I have mentioned before that your attitude and emotions on stage will be communicated to the audience who will begin to feel the same way. If you make a mistake and let it embarrass you, the audience will be embarrassed. If you make a mistake and continue without it bothering you, it won't bother your audience.
Kristin's advice provides a key to being able to do that, having a plan B. For example, during one period in my career I performed a magic effect that depended upon a thin thread to work. Sometimes that thread would break. So, I developed a way to have a second thread available. If I broke one thread, I could easily obtain the second thread and continue. (That basic concept is one that I learned from Kevin James.)

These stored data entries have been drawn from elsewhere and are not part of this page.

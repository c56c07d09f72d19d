//! HTTP range fetcher against a local test server
//!
//! The server is a minimal HTTP/1.1 responder on a tokio `TcpListener`,
//! closing the connection after every response.

use sqlite_web_vfs::{FetchError, HttpRangeFetcher, RangeFetcher, RemoteFile, VfsConfig};
use std::collections::HashMap;
use std::net::SocketAddr;
use std::sync::atomic::{AtomicU32, Ordering};
use std::sync::Arc;
use tokio::io::{AsyncReadExt, AsyncWriteExt};
use tokio::net::{TcpListener, TcpStream};

const SIZE: usize = 10_000;

#[derive(Default)]
struct ServerState {
    /// Requests seen, keyed by "METHOD /path"
    requests: parking_lot::Mutex<HashMap<String, u32>>,
    /// 503s still to hand out on /flaky.db
    flaky_failures: AtomicU32,
}

impl ServerState {
    fn count(&self, key: &str) -> u32 {
        self.requests.lock().get(key).copied().unwrap_or(0)
    }
}

fn body() -> Vec<u8> {
    (0..SIZE).map(|i| (i % 241) as u8).collect()
}

async fn start_server(flaky_failures: u32) -> (SocketAddr, Arc<ServerState>) {
    let listener = TcpListener::bind("127.0.0.1:0").await.unwrap();
    let addr = listener.local_addr().unwrap();
    let state = Arc::new(ServerState::default());
    state.flaky_failures.store(flaky_failures, Ordering::SeqCst);

    let server_state = Arc::clone(&state);
    tokio::spawn(async move {
        loop {
            let Ok((stream, _)) = listener.accept().await else {
                return;
            };
            let state = Arc::clone(&server_state);
            tokio::spawn(async move {
                let _ = serve(stream, state).await;
            });
        }
    });

    (addr, state)
}

async fn serve(mut stream: TcpStream, state: Arc<ServerState>) -> std::io::Result<()> {
    let mut raw = Vec::new();
    let mut chunk = [0u8; 1024];
    while !raw.windows(4).any(|w| w == b"\r\n\r\n") {
        let n = stream.read(&mut chunk).await?;
        if n == 0 {
            return Ok(());
        }
        raw.extend_from_slice(&chunk[..n]);
    }

    let request = String::from_utf8_lossy(&raw).to_string();
    let mut lines = request.lines();
    let mut first = lines.next().unwrap_or_default().split_whitespace();
    let method = first.next().unwrap_or_default().to_string();
    let path = first.next().unwrap_or_default().to_string();
    let range = lines
        .filter_map(|line| line.split_once(':'))
        .find(|(name, _)| name.eq_ignore_ascii_case("range"))
        .and_then(|(_, value)| parse_range(value.trim()));

    *state
        .requests
        .lock()
        .entry(format!("{} {}", method, path))
        .or_insert(0) += 1;

    let data = body();
    let head = method == "HEAD";
    let response = match path.as_str() {
        "/missing.db" => respond(404, &[], b"", head),
        "/flaky.db"
            if state
                .flaky_failures
                .fetch_update(Ordering::SeqCst, Ordering::SeqCst, |n| n.checked_sub(1))
                .is_ok() =>
        {
            respond(503, &[], b"busy", head)
        }
        "/no-head.db" if head => respond(405, &[], b"", true),
        "/no-range.db" => respond(200, &[], &data, head),
        "/data.db" | "/flaky.db" | "/no-head.db" => match range {
            Some((start, _)) if start >= SIZE => respond(
                416,
                &[("Content-Range", format!("bytes */{}", SIZE))],
                b"",
                head,
            ),
            Some((start, end)) => {
                let end = end.min(SIZE - 1);
                respond(
                    206,
                    &[("Content-Range", format!("bytes {}-{}/{}", start, end, SIZE))],
                    &data[start..=end],
                    head,
                )
            }
            None => respond(200, &[], &data, head),
        },
        _ => respond(404, &[], b"", head),
    };

    stream.write_all(&response).await?;
    stream.shutdown().await
}

fn parse_range(value: &str) -> Option<(usize, usize)> {
    let (start, end) = value.strip_prefix("bytes=")?.split_once('-')?;
    Some((start.parse().ok()?, end.parse().ok()?))
}

fn respond(status: u16, headers: &[(&str, String)], body: &[u8], head: bool) -> Vec<u8> {
    let reason = match status {
        200 => "OK",
        206 => "Partial Content",
        404 => "Not Found",
        405 => "Method Not Allowed",
        416 => "Range Not Satisfiable",
        503 => "Service Unavailable",
        _ => "Unknown",
    };
    let mut out = format!(
        "HTTP/1.1 {} {}\r\nContent-Length: {}\r\nConnection: close\r\n",
        status,
        reason,
        body.len()
    );
    for (name, value) in headers {
        out.push_str(&format!("{}: {}\r\n", name, value));
    }
    out.push_str("\r\n");

    let mut bytes = out.into_bytes();
    if !head {
        bytes.extend_from_slice(body);
    }
    bytes
}

fn fetcher(max_retries: u32) -> HttpRangeFetcher {
    let config = VfsConfig {
        max_retries,
        retry_base_delay_ms: 1,
        retry_max_delay_ms: 5,
        ..VfsConfig::default()
    };
    HttpRangeFetcher::new(&config).unwrap()
}

fn url(addr: SocketAddr, path: &str) -> String {
    format!("http://{}{}", addr, path)
}

#[tokio::test(flavor = "multi_thread", worker_threads = 2)]
async fn test_head_reports_size() {
    let (addr, state) = start_server(0).await;
    let fetcher = fetcher(2);

    let size = fetcher.object_size(&url(addr, "/data.db")).await.unwrap();
    assert_eq!(size, SIZE as u64);
    assert_eq!(state.count("HEAD /data.db"), 1);
}

#[tokio::test(flavor = "multi_thread", worker_threads = 2)]
async fn test_size_probe_when_head_refused() {
    let (addr, state) = start_server(0).await;
    let fetcher = fetcher(2);

    let size = fetcher.object_size(&url(addr, "/no-head.db")).await.unwrap();
    assert_eq!(size, SIZE as u64);
    assert_eq!(state.count("HEAD /no-head.db"), 1);
    assert_eq!(state.count("GET /no-head.db"), 1);
}

#[tokio::test(flavor = "multi_thread", worker_threads = 2)]
async fn test_range_fetch_and_tail() {
    let (addr, _state) = start_server(0).await;
    let fetcher = fetcher(2);
    let data = body();
    let file = RemoteFile::new(url(addr, "/data.db"), SIZE as u64, true);

    let page = fetcher.fetch(&file, 4096, 4096).await.unwrap();
    assert_eq!(&page[..], &data[4096..8192]);

    let tail = fetcher.fetch(&file, 8192, 4096).await.unwrap();
    assert_eq!(tail.len(), SIZE - 8192);
    assert_eq!(&tail[..], &data[8192..]);

    let past = fetcher.fetch(&file, SIZE as u64, 4096).await.unwrap();
    assert!(past.is_empty());
}

#[tokio::test(flavor = "multi_thread", worker_threads = 2)]
async fn test_transient_failures_are_retried() {
    let (addr, state) = start_server(2).await;
    let fetcher = fetcher(3);
    let data = body();
    let file = RemoteFile::new(url(addr, "/flaky.db"), SIZE as u64, true);

    let page = fetcher.fetch(&file, 0, 4096).await.unwrap();
    assert_eq!(&page[..], &data[..4096]);
    assert_eq!(state.count("GET /flaky.db"), 3);
    assert_eq!(fetcher.requests_sent(), 3);
}

#[tokio::test(flavor = "multi_thread", worker_threads = 2)]
async fn test_retry_budget_exhausted() {
    let (addr, state) = start_server(10).await;
    let fetcher = fetcher(1);
    let file = RemoteFile::new(url(addr, "/flaky.db"), SIZE as u64, true);

    let err = fetcher.fetch(&file, 0, 4096).await.unwrap_err();
    assert!(matches!(err, FetchError::Unavailable { attempts: 2, .. }));
    assert_eq!(state.count("GET /flaky.db"), 2);
}

#[tokio::test(flavor = "multi_thread", worker_threads = 2)]
async fn test_not_found_is_not_retried() {
    let (addr, state) = start_server(0).await;
    let fetcher = fetcher(4);

    let err = fetcher
        .object_size(&url(addr, "/missing.db"))
        .await
        .unwrap_err();
    assert!(matches!(err, FetchError::NotFound(_)));
    assert_eq!(state.count("HEAD /missing.db"), 1);
}

#[tokio::test(flavor = "multi_thread", worker_threads = 2)]
async fn test_server_ignoring_range() {
    let (addr, _state) = start_server(0).await;
    let fetcher = fetcher(2);
    let data = body();
    let file = RemoteFile::new(url(addr, "/no-range.db"), SIZE as u64, true);

    let page = fetcher.fetch(&file, 100, 50).await.unwrap();
    assert_eq!(&page[..], &data[100..150]);
}

#[tokio::test(flavor = "multi_thread", worker_threads = 2)]
async fn test_size_change_detected() {
    let (addr, _state) = start_server(0).await;
    let fetcher = fetcher(2);
    let file = RemoteFile::new(url(addr, "/data.db"), SIZE as u64 + 1, true);

    let err = fetcher.fetch(&file, 0, 4096).await.unwrap_err();
    assert!(matches!(err, FetchError::NotFound(_)));
}
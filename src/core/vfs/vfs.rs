//! SQLite VFS implementation
//!
//! Implements the sqlite3_vfs interface on top of remote objects fetched by
//! HTTP range requests. Only main database files are served remotely; every
//! other file SQLite asks for (journals, temp files) and the VFS utility
//! callbacks are delegated to the default VFS found at registration time.

use super::handle::{FileHandle, OpenFile, OpenOptions};
use crate::core::cache::{CacheStats, PageCache};
use crate::core::config::VfsConfig;
use crate::core::error::{FetchError, OpenError, Result, VfsError};
use crate::core::executor::BlockingExecutor;
use crate::core::fetcher::{HttpRangeFetcher, RangeFetcher};
use crate::core::overlay::Overlay;
use crate::core::page::{FileId, RemoteFile};
use crate::core::prefetch::Prefetcher;
use ahash::AHashMap;
use libsqlite3_sys as ffi;
use parking_lot::Mutex;
use serde::Serialize;
use std::ffi::CString;
use std::os::raw::{c_char, c_int, c_void};
use std::ptr;
use std::sync::atomic::{AtomicU64, Ordering};
use std::sync::Arc;
use tracing::{debug, info, warn};

struct FileEntry {
    file: Arc<OpenFile>,
    handles: usize,
}

#[derive(Default)]
struct FileTable {
    open: AHashMap<FileId, FileEntry>,
}

/// VFS statistics
#[derive(Debug, Clone, Copy, Serialize)]
pub struct VfsStats {
    pub cache: CacheStats,
    pub prefetch_issued: u64,
    pub open_files: usize,
}

/// Remote-backed VFS instance
///
/// Owns the page cache, the prefetcher and the I/O runtime. Handles keep the
/// instance alive, so it outlives every file opened through it.
pub struct WebVfs {
    config: VfsConfig,
    fetcher: Arc<dyn RangeFetcher>,
    cache: PageCache,
    prefetcher: Prefetcher,
    files: Mutex<FileTable>,
    next_handle: AtomicU64,
    executor: BlockingExecutor,
}

impl WebVfs {
    /// Create a VFS fetching over HTTP
    pub fn new(config: VfsConfig) -> Result<Arc<Self>> {
        let fetcher = HttpRangeFetcher::new(&config)?;
        Self::with_fetcher(config, Arc::new(fetcher))
    }

    /// Create a VFS over any [`RangeFetcher`]
    pub fn with_fetcher(config: VfsConfig, fetcher: Arc<dyn RangeFetcher>) -> Result<Arc<Self>> {
        config.check()?;
        let executor = BlockingExecutor::new(config.worker_threads as usize)?;
        let cache = PageCache::from_config(&config, Arc::clone(&fetcher));
        let prefetcher = Prefetcher::new(
            cache.clone(),
            executor.handle().clone(),
            config.prefetch_depth,
            config.prefetch_window,
        );

        Ok(Arc::new(WebVfs {
            config,
            fetcher,
            cache,
            prefetcher,
            files: Mutex::new(FileTable::default()),
            next_handle: AtomicU64::new(1),
            executor,
        }))
    }

    pub fn config(&self) -> &VfsConfig {
        &self.config
    }

    pub fn cache(&self) -> &PageCache {
        &self.cache
    }

    pub fn prefetcher(&self) -> &Prefetcher {
        &self.prefetcher
    }

    pub fn executor(&self) -> &BlockingExecutor {
        &self.executor
    }

    pub fn open_files(&self) -> usize {
        self.files.lock().open.len()
    }

    pub fn stats(&self) -> VfsStats {
        VfsStats {
            cache: self.cache.stats(),
            prefetch_issued: self.prefetcher.issued(),
            open_files: self.open_files(),
        }
    }

    /// Open the remote database at `url`
    ///
    /// Without an overlay every handle is read-only, whatever was asked for.
    pub fn open(self: &Arc<Self>, url: &str, options: OpenOptions) -> Result<FileHandle> {
        let id = FileId::for_url(url);
        let existing = self.files.lock().open.get(&id).map(|e| Arc::clone(&e.file));

        let file = match existing {
            Some(file) => file,
            None => Arc::new(self.describe(url, options)?),
        };

        let file = {
            let mut files = self.files.lock();
            let fresh = !files.open.contains_key(&id);
            if fresh {
                // The object may have been republished since pages of an
                // earlier open were cached, even at the same size
                self.cache.invalidate(id);
            }
            let entry = files.open.entry(id).or_insert(FileEntry { file, handles: 0 });
            entry.handles += 1;
            Arc::clone(&entry.file)
        };

        let writable = file.overlay.lock().is_some();
        if options.read_write && !writable {
            debug!("{} opened read-only: no write overlay configured", url);
        }

        let handle_id = self.next_handle.fetch_add(1, Ordering::Relaxed);
        debug!("handle {} opened {} ({} bytes)", handle_id, url, file.remote().size());
        Ok(FileHandle::new(handle_id, Arc::clone(self), file, writable))
    }

    /// Query the remote size and build the shared file state
    fn describe(&self, url: &str, options: OpenOptions) -> Result<OpenFile> {
        let fetcher = Arc::clone(&self.fetcher);
        let owned = url.to_string();
        let size = match self
            .executor
            .block_on(async move { fetcher.object_size(&owned).await })?
        {
            Ok(size) => size,
            Err(FetchError::NotFound(reason)) if options.create => {
                return Err(OpenError::Unsupported(format!(
                    "cannot create remote database {} ({})",
                    url, reason
                ))
                .into())
            }
            Err(FetchError::NotFound(reason)) => return Err(OpenError::NotFound(reason).into()),
            Err(err) => return Err(err.into()),
        };

        let overlay = self
            .config
            .overlay
            .then(|| Overlay::new(self.cache.page_size(), size));
        let remote = Arc::new(RemoteFile::new(url, size, overlay.is_none()));
        Ok(OpenFile::new(remote, overlay))
    }

    /// Called by a handle as it closes
    pub(crate) fn release(&self, file: &Arc<OpenFile>) {
        let id = file.remote().id();
        let mut files = self.files.lock();
        let last = match files.open.get_mut(&id) {
            Some(entry) if Arc::ptr_eq(&entry.file, file) => {
                entry.handles = entry.handles.saturating_sub(1);
                entry.handles == 0
            }
            _ => false,
        };
        if last {
            files.open.remove(&id);
            self.prefetcher.forget(id);
            self.cache.forget(id);
            debug!("last handle on {} closed", file.remote().url());
        }
    }
}

impl std::fmt::Debug for WebVfs {
    fn fmt(&self, f: &mut std::fmt::Formatter<'_>) -> std::fmt::Result {
        f.debug_struct("WebVfs")
            .field("name", &self.config.vfs_name)
            .field("cache", &self.cache)
            .field("open_files", &self.open_files())
            .finish()
    }
}

// Registration

/// Data behind `pAppData` of the registered `sqlite3_vfs`
pub(crate) struct VfsAppData {
    pub vfs: Arc<WebVfs>,
    /// Default VFS that non-database files are delegated to
    pub parent: *mut ffi::sqlite3_vfs,
}

struct Registration {
    vfs: Arc<WebVfs>,
    raw: *mut ffi::sqlite3_vfs,
    app_data: *mut VfsAppData,
    /// Backs `zName`; must outlive `raw`
    _name: CString,
}

// Raw pointers are only dereferenced by SQLite and under REGISTRATION
unsafe impl Send for Registration {}

static REGISTRATION: Mutex<Option<Registration>> = parking_lot::const_mutex(None);

/// Register the web VFS with SQLite, fetching over HTTP
///
/// Idempotent: while a VFS is registered, further calls return it unchanged.
pub fn register_vfs(config: VfsConfig) -> Result<Arc<WebVfs>> {
    register_with(config, |config| {
        let fetcher: Arc<dyn RangeFetcher> = Arc::new(HttpRangeFetcher::new(config)?);
        Ok(fetcher)
    })
}

/// Register the web VFS with SQLite over a caller-supplied fetcher
pub fn register_vfs_with(config: VfsConfig, fetcher: Arc<dyn RangeFetcher>) -> Result<Arc<WebVfs>> {
    register_with(config, move |_| Ok(fetcher))
}

fn register_with<F>(config: VfsConfig, make_fetcher: F) -> Result<Arc<WebVfs>>
where
    F: FnOnce(&VfsConfig) -> Result<Arc<dyn RangeFetcher>>,
{
    let mut registration = REGISTRATION.lock();
    if let Some(existing) = registration.as_ref() {
        if existing.vfs.config() != &config {
            warn!(
                "VFS '{}' already registered; ignoring new configuration",
                existing.vfs.config().vfs_name
            );
        }
        return Ok(Arc::clone(&existing.vfs));
    }

    config.check()?;
    let name = CString::new(config.vfs_name.as_str())
        .map_err(|e| VfsError::Config(format!("invalid VFS name: {}", e)))?;
    let make_default = config.make_default;
    let fetcher = make_fetcher(&config)?;
    let vfs = WebVfs::with_fetcher(config, fetcher)?;

    let parent = unsafe { ffi::sqlite3_vfs_find(ptr::null()) };
    if parent.is_null() {
        return Err(VfsError::Registration(ffi::SQLITE_ERROR));
    }
    let (parent_file_size, parent_pathname) = unsafe { ((*parent).szOsFile, (*parent).mxPathname) };

    let app_data = Box::into_raw(Box::new(VfsAppData {
        vfs: Arc::clone(&vfs),
        parent,
    }));

    // Delegated opens construct the parent's file object in our slot
    let file_size = (std::mem::size_of::<super::file::WebFile>() as c_int).max(parent_file_size);

    let raw = Box::into_raw(Box::new(ffi::sqlite3_vfs {
        iVersion: 2,
        szOsFile: file_size,
        mxPathname: parent_pathname.max(1024),
        pNext: ptr::null_mut(),
        zName: name.as_ptr(),
        pAppData: app_data as *mut c_void,
        xOpen: Some(vfs_open),
        xDelete: Some(vfs_delete),
        xAccess: Some(vfs_access),
        xFullPathname: Some(vfs_full_pathname),
        xDlOpen: None,
        xDlError: None,
        xDlSym: None,
        xDlClose: None,
        xRandomness: Some(vfs_randomness),
        xSleep: Some(vfs_sleep),
        xCurrentTime: Some(vfs_current_time),
        xGetLastError: Some(vfs_get_last_error),
        xCurrentTimeInt64: Some(vfs_current_time_int64),
        xSetSystemCall: None,
        xGetSystemCall: None,
        xNextSystemCall: None,
    }));

    unsafe {
        let rc = ffi::sqlite3_vfs_register(raw, make_default as c_int);
        if rc != ffi::SQLITE_OK {
            drop(Box::from_raw(raw));
            drop(Box::from_raw(app_data));
            return Err(VfsError::Registration(rc));
        }
    }

    info!(
        "registered VFS '{}' (cache {} bytes, page {} bytes)",
        vfs.config().vfs_name,
        vfs.cache().capacity_bytes(),
        vfs.cache().page_size()
    );
    *registration = Some(Registration {
        vfs: Arc::clone(&vfs),
        raw,
        app_data,
        _name: name,
    });
    Ok(vfs)
}

/// Unregister the web VFS and tear down its cache
///
/// Refused with `SQLITE_BUSY` while any database is still open through it.
pub fn unregister_vfs() -> Result<()> {
    let mut registration = REGISTRATION.lock();
    let Some(current) = registration.as_ref() else {
        return Ok(());
    };
    if current.vfs.open_files() > 0 {
        return Err(VfsError::Registration(ffi::SQLITE_BUSY));
    }

    unsafe {
        let rc = ffi::sqlite3_vfs_unregister(current.raw);
        if rc != ffi::SQLITE_OK {
            return Err(VfsError::Registration(rc));
        }
    }

    if let Some(current) = registration.take() {
        unsafe {
            drop(Box::from_raw(current.raw));
            drop(Box::from_raw(current.app_data));
        }
        info!("unregistered VFS '{}'", current.vfs.config().vfs_name);
    }
    Ok(())
}

/// The currently registered VFS, if any
pub fn registered_vfs() -> Option<Arc<WebVfs>> {
    REGISTRATION.lock().as_ref().map(|r| Arc::clone(&r.vfs))
}

pub(crate) unsafe fn app_data<'a>(vfs: *mut ffi::sqlite3_vfs) -> Option<&'a VfsAppData> {
    if vfs.is_null() {
        return None;
    }
    ((*vfs).pAppData as *const VfsAppData).as_ref()
}

unsafe fn parent_of(vfs: *mut ffi::sqlite3_vfs) -> Option<*mut ffi::sqlite3_vfs> {
    app_data(vfs).map(|app| app.parent)
}

// VFS callback functions

unsafe extern "C" fn vfs_open(
    vfs: *mut ffi::sqlite3_vfs,
    z_name: *const c_char,
    file: *mut ffi::sqlite3_file,
    flags: c_int,
    p_out_flags: *mut c_int,
) -> c_int {
    super::file::file_open(vfs, z_name, file, flags, p_out_flags)
}

unsafe extern "C" fn vfs_delete(
    vfs: *mut ffi::sqlite3_vfs,
    z_name: *const c_char,
    sync_dir: c_int,
) -> c_int {
    match parent_of(vfs) {
        Some(parent) => match (*parent).xDelete {
            Some(delete) => delete(parent, z_name, sync_dir),
            None => ffi::SQLITE_IOERR_DELETE,
        },
        None => ffi::SQLITE_ERROR,
    }
}

unsafe extern "C" fn vfs_access(
    vfs: *mut ffi::sqlite3_vfs,
    z_name: *const c_char,
    flags: c_int,
    p_res_out: *mut c_int,
) -> c_int {
    match parent_of(vfs) {
        Some(parent) => match (*parent).xAccess {
            Some(access) => access(parent, z_name, flags, p_res_out),
            None => {
                *p_res_out = 0;
                ffi::SQLITE_OK
            }
        },
        None => ffi::SQLITE_ERROR,
    }
}

unsafe extern "C" fn vfs_full_pathname(
    _vfs: *mut ffi::sqlite3_vfs,
    z_name: *const c_char,
    n_out: c_int,
    z_out: *mut c_char,
) -> c_int {
    // Names are locators, not paths; keep them verbatim. Journal names built
    // from them land in the filesystem root, so writable connections use
    // journal_mode=MEMORY
    let len = libc::strlen(z_name);
    if len >= n_out as usize {
        return ffi::SQLITE_CANTOPEN;
    }

    libc::strcpy(z_out, z_name);
    ffi::SQLITE_OK
}

unsafe extern "C" fn vfs_randomness(
    vfs: *mut ffi::sqlite3_vfs,
    n_byte: c_int,
    z_out: *mut c_char,
) -> c_int {
    match parent_of(vfs).and_then(|parent| (*parent).xRandomness.map(|f| (parent, f))) {
        Some((parent, randomness)) => randomness(parent, n_byte, z_out),
        None => 0,
    }
}

unsafe extern "C" fn vfs_sleep(vfs: *mut ffi::sqlite3_vfs, microseconds: c_int) -> c_int {
    match parent_of(vfs).and_then(|parent| (*parent).xSleep.map(|f| (parent, f))) {
        Some((parent, sleep)) => sleep(parent, microseconds),
        None => {
            std::thread::sleep(std::time::Duration::from_micros(microseconds.max(0) as u64));
            microseconds
        }
    }
}

unsafe extern "C" fn vfs_current_time(vfs: *mut ffi::sqlite3_vfs, p_time_out: *mut f64) -> c_int {
    match parent_of(vfs).and_then(|parent| (*parent).xCurrentTime.map(|f| (parent, f))) {
        Some((parent, current_time)) => current_time(parent, p_time_out),
        None => ffi::SQLITE_ERROR,
    }
}

unsafe extern "C" fn vfs_current_time_int64(
    vfs: *mut ffi::sqlite3_vfs,
    p_time_out: *mut ffi::sqlite3_int64,
) -> c_int {
    let parent = match parent_of(vfs) {
        Some(parent) => parent,
        None => return ffi::SQLITE_ERROR,
    };
    if (*parent).iVersion >= 2 {
        if let Some(current_time) = (*parent).xCurrentTimeInt64 {
            return current_time(parent, p_time_out);
        }
    }

    // Julian day in milliseconds from the f64 variant
    let mut days = 0.0f64;
    let rc = vfs_current_time(vfs, &mut days);
    if rc == ffi::SQLITE_OK {
        *p_time_out = (days * 86_400_000.0) as ffi::sqlite3_int64;
    }
    rc
}

unsafe extern "C" fn vfs_get_last_error(
    vfs: *mut ffi::sqlite3_vfs,
    n_byte: c_int,
    z_err_msg: *mut c_char,
) -> c_int {
    match parent_of(vfs).and_then(|parent| (*parent).xGetLastError.map(|f| (parent, f))) {
        Some((parent, last_error)) => last_error(parent, n_byte, z_err_msg),
        None => 0,
    }
}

A few years ago I was in a variety show with a lot of other performers. Two of the performers were using an identical high tech system to remotely control their music which was stored as a file on their lap tops. For some reason their method was not compatible with the sound system in the theater. I did not understand the problem, but they spent 45 minutes trying to get their music to play through the theater's speakers. Finally, they got it to work marginally. During the performance their music did not sound as good as the music used by the other acts which was controlled by a technician in the sound booth. They did not have a plan B so they were stuck with inferior sound.
Because music is important to my performances, I always have a plan B, especially now that there are so many music formats available. I often use an iPod for my music, but at one performance I couldn't get it to play because the battery had run down. So, I have started to carry a power cord that can be used to plug in my iPod. I also carry a CD of the music for each show in case the iPod can't be used. (I have been in some shows where they wanted consistency so they required that all music be on CD.) I burn the CD's using my computer, but I have learned that they can't be played back on every player. So, I test the CD at the venue. In case the CD is not compatible with the house system, I always have a small player with me that I have played the CD on at home so I know it will work. I carry a patch cord to connect it to a sound system. I also have spare batteries for the player plus a power cord. So, in a way I have back ups, and then back ups for the back ups.
I also have a plan B for the content of my shows. I plan my show, and then have some additional props for alternate routines. The timing of my style of audience interaction entertainment depends upon the type of feedback I get during a specific performance. Last November I appeared in a variety show with matinee and evening performances. There were many kids in the matinee audience who excitedly yelled instructions at me when I did things wrong. I played with their response which extended some of my routines. The evening audience was mainly adults who were less willing to respond to me verbally. So, I cut short my interaction routines, and added a silk magic routine I had not performed in the earlier show. The stage manager told me that my acts were exactly the same length at both shows.
What can go wrong during a show? What plan B will allow you to continue successfully? What plan B will give you the flexibility to give the best possible performance under different conditions?